Find the lines below that contain "ServiceRequest" and tally them. Return only the total.

Material shown Block Start

//! OpenAPI 인증 미들웨어
//!
//! 라우트(스코프)별 [`AuthOptions`] 로 [`AuthChain`] 을 실행하고, 결과 신원을 요청에 주입합니다.

use std::future::{ready, Ready};
use std::rc::Rc;
use std::sync::Arc;

use actix_web::{
    body::EitherBody,
    dev::{Service, ServiceRequest, ServiceResponse, Transform},
    Error, Result,
};

use crate::domain::models::auth::AuthOptions;
use crate::middlewares::auth_inner::OpenApiAuthService;
use crate::middlewares::chain::AuthChain;

/// 인증 미들웨어
///
/// ```rust,ignore
/// web::scope("/api/openapi/users")
///     .wrap(OpenApiAuth::new(chain.clone(), AuthOptions::login().with_token()))
/// ```
#[derive(Clone)]
pub struct OpenApiAuth {
    chain: Arc<AuthChain>,
    options: AuthOptions,
}

impl OpenApiAuth {
    pub fn new(chain: Arc<AuthChain>, options: AuthOptions) -> Self {
        Self { chain, options }
    }

    /// 인증 없이 통과시키되 외부에서 들어온 신뢰 헤더는 제거합니다.
    pub fn public(chain: Arc<AuthChain>) -> Self {
        Self::new(chain, AuthOptions::public())
    }

    pub fn login(chain: Arc<AuthChain>) -> Self {
        Self::new(chain, AuthOptions::login())
    }

    pub fn options(&self) -> AuthOptions {
        self.options
    }
}

impl<S, B> Transform<S, ServiceRequest> for OpenApiAuth
where
    S: Service<ServiceRequest, Response = ServiceResponse<B>, Error = Error> + 'static,
    S::Future: 'static,
    B: 'static,
{
    type Response = ServiceResponse<EitherBody<B>>;
    type Error = Error;
    type Transform = OpenApiAuthService<S>;
    type InitError = ();
    type Future = Ready<Result<Self::Transform, Self::InitError>>;

    fn new_transform(&self, service: S) -> Self::Future {
        ready(Ok(OpenApiAuthService {
            service: Rc::new(service),
            chain: self.chain.clone(),
            options: self.options,
        }))
    }
}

Material shown Block End

▶ Exercise response
3